At Burn Boot Camp, women of all ages and fitness levels work out side-by-side.
“There’s no need to be afraid,” Bahri says. “This is a fun, comfortable and motivating place. We have women who are super-fit, but we also have women who’ve had knee replacements, some who are in their early seventies – even one who is 27-weeks pregnant.”
Diana Gipe, who is five months pregnant with her second child — and whose fitness success is posted on Burn Boot Camp’s “Transformation Wall’ and company website — enjoys the atmosphere of community. “I’ve been working out all my life,” Gipe says, “but what inspires me to continue to come here is the way we all kind of go through life together, working together at different levels.

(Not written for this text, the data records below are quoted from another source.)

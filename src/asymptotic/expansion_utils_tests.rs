#[cfg(test)]
mod tests {
    use crate::asymptotic::errors::AsymptoticError;
    use crate::asymptotic::expansion::Expansion;
    use crate::asymptotic::expansion_utils::{
        UpperBound, expansion_upper_bound, round_bterm_coefficients, set_bterm_valid_from,
        simplify_expansion, taylor_with_explicit_error,
    };
    use crate::asymptotic::ring::{AsymptoticRing, RingOptions, asymptotic_ring_with_dependent_variable};
    use crate::asymptotic::terms::{Summand, Term, ValidFrom};
    use crate::symbolic::symbolic_engine::Expr;
    use crate::symbolic::symbolic_simplify::Assumptions;
    use approx::assert_relative_eq;
    use num::{BigInt, BigRational, ToPrimitive};
    use std::collections::BTreeMap;

    fn r(n: i64, d: i64) -> BigRational {
        BigRational::new(BigInt::from(n), BigInt::from(d))
    }

    fn bounded_ring(lower: BigRational, upper: BigRational, options: RingOptions) -> AsymptoticRing {
        let (ring, _, _) =
            asymptotic_ring_with_dependent_variable("n^QQ", "k", lower, upper, options).unwrap();
        ring
    }

    fn half_ring() -> AsymptoticRing {
        bounded_ring(r(-1, 2), r(1, 2), RingOptions::default().with_default_prec(4))
    }

    fn plain_ring() -> AsymptoticRing {
        AsymptoticRing::new("n^QQ", RingOptions::default()).unwrap()
    }

    fn parse(ring: &AsymptoticRing, input: &str) -> Expansion {
        ring.parse(input).unwrap()
    }

    fn inverse_geometric(t: Expr) -> Expr {
        Expr::one() / (Expr::one() - t)
    }

    fn only_b_coefficient(expansion: &Expansion) -> Expr {
        let b_terms: Vec<&Term> = expansion
            .terms()
            .filter(|term| matches!(term, Term::B(_)))
            .collect();
        assert_eq!(b_terms.len(), 1, "{}", expansion);
        b_terms[0].coefficient().cloned().unwrap()
    }

    //___________________________________SIMPLIFY____________________________________

    #[test]
    fn test_simplify_splits_dependent_coefficients() {
        let ring = half_ring();
        let o_n = ring.o(&ring.generator()).unwrap();
        let expansion = (&parse(&ring, "(k + 1)*n") + &o_n).unwrap();
        assert_eq!(expansion.len(), 2);
        let simplified = simplify_expansion(&expansion, false).unwrap();
        assert_eq!(simplified.to_string(), "k*n + O(n)");
    }

    #[test]
    fn test_simplify_moves_dependent_variable_into_b_growth() {
        let ring = half_ring();
        let error = ring.b(&parse(&ring, "k/n^2"), 10).unwrap();
        let simplified = simplify_expansion(&error, true).unwrap();
        assert_eq!(simplified.to_string(), "B(n^(-3/2), n >= 10)");
        let kept = simplify_expansion(&error, false).unwrap();
        assert_eq!(kept, error);
    }

    #[test]
    fn test_simplify_without_bounds_is_identity() {
        let ring = plain_ring();
        let expansion = parse(&ring, "3*n + 1/n");
        assert_eq!(simplify_expansion(&expansion, true).unwrap(), expansion);
    }

    //___________________________________ROUNDING____________________________________

    #[test]
    fn test_round_bterm_coefficients() {
        let ring = plain_ring();
        let error = ring.b(&parse(&ring, "27/23*n^(-2)"), 10).unwrap();
        let expansion = (&ring.generator() + &error).unwrap();
        let rounded = round_bterm_coefficients(&expansion, 3).unwrap();
        assert_eq!(rounded.to_string(), "n + B(587/500*n^(-2), n >= 10)");
        assert_eq!(round_bterm_coefficients(&rounded, 3).unwrap(), rounded);
        // the input stays as it was
        assert_eq!(expansion.to_string(), "n + B(27/23*n^(-2), n >= 10)");
    }

    #[test]
    fn test_round_per_power_of_dependent_variable() {
        let ring = half_ring();
        let error = ring.b(&parse(&ring, "1/3*k^2/n + 1/(7*n)"), 10).unwrap();
        let rounded = round_bterm_coefficients(&error, 1).unwrap();
        let expected = Expr::parse_expression("2/5*k^2 + 1/5")
            .unwrap()
            .simplify_with(&Assumptions::positive("k"))
            .unwrap();
        assert_eq!(only_b_coefficient(&rounded), expected);
        assert_eq!(round_bterm_coefficients(&rounded, 1).unwrap(), rounded);
    }

    //___________________________________THRESHOLDS____________________________________

    #[test]
    fn test_set_bterm_valid_from() {
        let ring = plain_ring();
        let n = ring.generator();
        let mut t = (&parse(&ring, "1/n") - &ring.b(&parse(&ring, "n^(-3)"), 5).unwrap()).unwrap();
        assert_eq!(t.to_string(), "n^(-1) + B(n^(-3), n >= 5)");

        let bound = expansion_upper_bound(&t, true, None).unwrap().numeric().unwrap();
        assert_eq!(bound.to_rational().unwrap(), Some(r(26, 125)));

        let unrelated = BTreeMap::from([("z".to_string(), 42u64)]);
        set_bterm_valid_from(&mut t, unrelated);
        assert_eq!(t.to_string(), "n^(-1) + B(n^(-3), n >= 5)");

        let by_name = BTreeMap::from([("n".to_string(), 42u64)]);
        set_bterm_valid_from(&mut t, by_name);
        assert_eq!(t.to_string(), "n^(-1) + B(n^(-3), n >= 42)");

        set_bterm_valid_from(&mut t, ValidFrom::per_variable([(&n, 43)]).unwrap());
        assert_eq!(t.to_string(), "n^(-1) + B(n^(-3), n >= 43)");

        set_bterm_valid_from(&mut t, 10);
        assert_eq!(t.to_string(), "n^(-1) + B(n^(-3), n >= 43)");
    }

    #[test]
    fn test_set_bterm_valid_from_is_order_independent() {
        let ring = plain_ring();
        let error = ring.b(&parse(&ring, "n^(-2)"), 7).unwrap();
        let mut first = error.clone();
        set_bterm_valid_from(&mut first, 20);
        set_bterm_valid_from(&mut first, 12);
        let mut second = error.clone();
        set_bterm_valid_from(&mut second, 12);
        set_bterm_valid_from(&mut second, 20);
        assert_eq!(first, second);
        assert_eq!(first.to_string(), "B(n^(-2), n >= 20)");
        let mut lowered = error.clone();
        set_bterm_valid_from(&mut lowered, 3);
        assert_eq!(lowered, error);
    }

    #[test]
    fn test_upper_bound_of_lone_b_term_is_sound() {
        let ring = plain_ring();
        let error = ring.b(&parse(&ring, "3/n^2"), 10).unwrap();
        let bound = expansion_upper_bound(&error, true, None).unwrap().numeric().unwrap();
        assert_eq!(bound.to_rational().unwrap(), Some(r(3, 100)));
        let symbolic = expansion_upper_bound(&error, false, None).unwrap().symbolic().unwrap();
        assert_eq!(symbolic.to_string(), "3*n^(-2)");
        // the bound holds from the threshold on
        for n in [10, 11, 50, 1000] {
            let values = BTreeMap::from([("n".to_string(), r(n, 1))]);
            let value = symbolic.subs(&values).unwrap().to_rational().unwrap().unwrap();
            assert!(value <= r(3, 100));
        }
    }

    #[test]
    fn test_set_bterm_valid_from_multivariate() {
        let ring = AsymptoticRing::new("k^QQ * m^QQ", RingOptions::default()).unwrap();
        let first = ring.b(&ring.parse("1/k").unwrap(), 3).unwrap();
        let second = ring.b(&ring.parse("1/m").unwrap(), 10).unwrap();
        let mut sum = (&first + &second).unwrap();
        set_bterm_valid_from(&mut sum, 5);
        assert_eq!(
            sum.to_string(),
            "B(k^(-1), k >= 5, m >= 5) + B(m^(-1), k >= 10, m >= 10)"
        );
    }

    //___________________________________UPPER BOUNDS____________________________________

    #[test]
    fn test_upper_bound_plain_ring() {
        let ring = plain_ring();
        let expansion = (&parse(&ring, "1/n") - &ring.b(&parse(&ring, "n^(-2)"), 10).unwrap()).unwrap();
        let symbolic = expansion_upper_bound(&expansion, false, None)
            .unwrap()
            .symbolic()
            .unwrap();
        assert_eq!(symbolic.to_string(), "n^(-1) + n^(-2)");
        assert!(symbolic.is_exact());
        let numeric = expansion_upper_bound(&expansion, true, None).unwrap();
        assert!(matches!(numeric, UpperBound::Numeric(_)));
        let value = numeric.numeric().unwrap().to_rational().unwrap();
        assert_eq!(value, Some(r(11, 100)));
    }

    #[test]
    fn test_upper_bound_with_dependent_variable() {
        let ring = half_ring();
        let expansion = parse(&ring, "-k/n");
        let symbolic = expansion_upper_bound(&expansion, false, None)
            .unwrap()
            .symbolic()
            .unwrap();
        assert_eq!(symbolic.to_string(), "abs(k)*n^(-1)");

        let numeric = expansion_upper_bound(&expansion, true, Some(10))
            .unwrap()
            .numeric()
            .unwrap();
        assert_eq!(numeric.to_string(), "1/10*10^(1/2)");
        let value = numeric.to_interval().unwrap();
        assert_relative_eq!(value.upper(), 10f64.sqrt() / 10.0, epsilon = 1e-12);

        let error = ring.b(&parse(&ring, "k/n"), 10).unwrap();
        let from_b = expansion_upper_bound(&error, true, None).unwrap().numeric().unwrap();
        assert_eq!(from_b, numeric);
    }

    #[test]
    fn test_upper_bound_errors() {
        let ring = plain_ring();
        let with_o = (&ring.one() + &ring.o(&parse(&ring, "1/n")).unwrap()).unwrap();
        assert!(matches!(
            expansion_upper_bound(&with_o, false, None),
            Err(AsymptoticError::NoSameOrderBound(_))
        ));
        assert!(matches!(
            expansion_upper_bound(&ring.generator(), true, None),
            Err(AsymptoticError::NotBounded(_))
        ));
        assert!(expansion_upper_bound(&ring.generator(), false, None).is_ok());
    }

    //___________________________________TAYLOR____________________________________

    #[test]
    fn test_taylor_geometric_in_dependent_variable() {
        let ring = bounded_ring(r(0, 1), r(1, 2), RingOptions::default());
        let term = parse(&ring, "k/n");
        let expansion =
            taylor_with_explicit_error(inverse_geometric, &term, Some(3), Some(10), true).unwrap();
        assert_eq!(
            expansion.to_string(),
            "1 + k*n^(-1) + k^2*n^(-2) + B(5*k^3*n^(-3), n >= 10)"
        );
    }

    #[test]
    fn test_unrounded_taylor_constant_covers_supremum() {
        // sup of (1 - z)^(-4) over |z| <= 10^(-1/2)
        let ring = bounded_ring(r(0, 1), r(1, 2), RingOptions::default());
        let expansion =
            taylor_with_explicit_error(inverse_geometric, &parse(&ring, "k/n"), Some(3), Some(10), false)
                .unwrap();
        let constant = only_b_coefficient(&expansion)
            .set_variable("k", r(1, 1))
            .simplify()
            .unwrap()
            .as_rational()
            .cloned()
            .unwrap();
        let scale = BigInt::from(10).pow(30u32);
        let root_below = BigRational::new(BigInt::from(10).pow(59u32).sqrt(), scale);
        assert!(&root_below * &root_below <= r(1, 10));
        let supremum_below = (r(1, 1) - root_below).pow(-4);
        assert!(constant >= supremum_below, "{} < {}", constant, supremum_below);
        assert!(constant <= r(5, 1));
        assert!(constant.to_f64().unwrap() - supremum_below.to_f64().unwrap() < 1e-9);
    }

    #[test]
    fn test_taylor_at_expansion_with_b_term() {
        let ring = bounded_ring(r(0, 1), r(1, 2), RingOptions::default());
        let some_expansion = (&parse(&ring, "2/n + 3/n^2")
            + &ring.b(&parse(&ring, "4/n^3"), 10).unwrap())
            .unwrap();
        let expansion =
            taylor_with_explicit_error(inverse_geometric, &some_expansion, Some(3), None, false)
                .unwrap();
        assert_eq!(
            expansion.exact_part().unwrap().to_string(),
            "1 + 2*n^(-1) + 7*n^(-2)"
        );
        let Some(Term::B(b)) = expansion.error_part().unwrap().single_term().cloned() else {
            panic!("expected one B-term in {}", expansion);
        };
        assert_eq!(b.threshold_for("n"), Some(10));
        let coefficient = b.coefficient().and_then(Expr::as_rational).cloned().unwrap();
        assert!(coefficient > r(16, 1));

        let rounded = round_bterm_coefficients(&expansion, 0).unwrap();
        let rounded_coefficient = only_b_coefficient(&rounded).as_rational().cloned().unwrap();
        assert!(rounded_coefficient.is_integer());
        assert!(rounded_coefficient >= coefficient);
        assert!(rounded_coefficient.to_f64().unwrap() - coefficient.to_f64().unwrap() < 1.0);
    }

    #[test]
    fn test_taylor_exponential_and_ring_rounding() {
        let term_input = "k/(10*n)";
        let exp = |t: Expr| t.exp();

        let ring = bounded_ring(r(0, 1), r(1, 2), RingOptions::default());
        let expansion =
            taylor_with_explicit_error(exp, &parse(&ring, term_input), Some(3), Some(1000), true)
                .unwrap();
        assert_eq!(
            expansion.to_string(),
            "1 + 1/10*k*n^(-1) + 1/200*k^2*n^(-2) + B(1/1000*k^3*n^(-3), n >= 1000)"
        );

        let rounding = bounded_ring(r(0, 1), r(1, 2), RingOptions::default().with_bterm_round_to(1));
        let expansion = taylor_with_explicit_error(
            exp,
            &parse(&rounding, term_input),
            Some(3),
            Some(1000),
            true,
        )
        .unwrap();
        let expected = Expr::parse_expression("1/10*k^3").unwrap().simplify().unwrap();
        assert_eq!(only_b_coefficient(&expansion), expected);
    }

    #[test]
    fn test_taylor_order_defaults_to_precision() {
        let ring = AsymptoticRing::new("n^QQ", RingOptions::default().with_default_prec(2)).unwrap();
        let expansion =
            taylor_with_explicit_error(inverse_geometric, &parse(&ring, "1/n"), None, Some(3), true)
                .unwrap();
        assert_eq!(expansion.to_string(), "1 + n^(-1) + B(4*n^(-2), n >= 3)");
    }

    #[test]
    fn test_taylor_needs_term_tending_to_zero() {
        let ring = plain_ring();
        assert!(matches!(
            taylor_with_explicit_error(inverse_geometric, &ring.generator(), Some(3), Some(10), true),
            Err(AsymptoticError::NotTendingToZero(_))
        ));
        assert!(matches!(
            taylor_with_explicit_error(inverse_geometric, &ring.one(), Some(3), Some(10), true),
            Err(AsymptoticError::NotTendingToZero(_))
        ));
    }
}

We all want to see each other succeed.”
Bahri also wants children to learn how important health, exercise and nutrition are.
“Burn Boot Camp is for women only. We have free child care. When the kids see their moms doing a camp workout, the kids say, ‘Mommy! I can do a push-up, too!’”
“And then,” Bahri adds, “they go next door to Revive Juice Cafe wanting wheatgrass shots instead of asking for candy and pop.”
Revive Juice Cafe Menu
Among its many smoothie, raw juice and French-press coffees, Revive offers a kids’ strawberry-banana smoothie called “Mommy, I want a ’moothie!”
“Little Sophia would always come in to Revive,” Bahri grins, “and say, ‘Mommy, I want a ‘moothie!’ So, we named that one for her.”
“Making women – and children — healthier and happier is amazing and worth the struggle of owning a business,” says Bahri, who was on the cover of last May’s Entrepreneur magazine. “The women say, ‘You’ve changed my life!’ You don’t hear that in a lot of businesses.”
“When you lose 50 pounds, like some of our clients do,” Bahri says, “it’s life-changing. It may take longer (than a severe diet), but we do it the right way. It has to be done correctly.”
With fourteen days free and membership that includes monthly, individual meetings on fitness and nutrition goals, as well as daily camps focusing on specific body areas or muscle groups and 45-minute boot camp workouts throughout the day, Burn Boot Camp visitors have the opportunity to make a program that fits their lifestyle.
“It’s a stress-relieving time,” Bahri says, “where you don’t have to think: 45 minutes where a busy college student, a professional, a mom, gets to ‘turn off’ and just focus on the trainer’s voice and on the workout. And, it’s a way to become ‘addicted’ to a healthier – and sustainable – lifestyle.”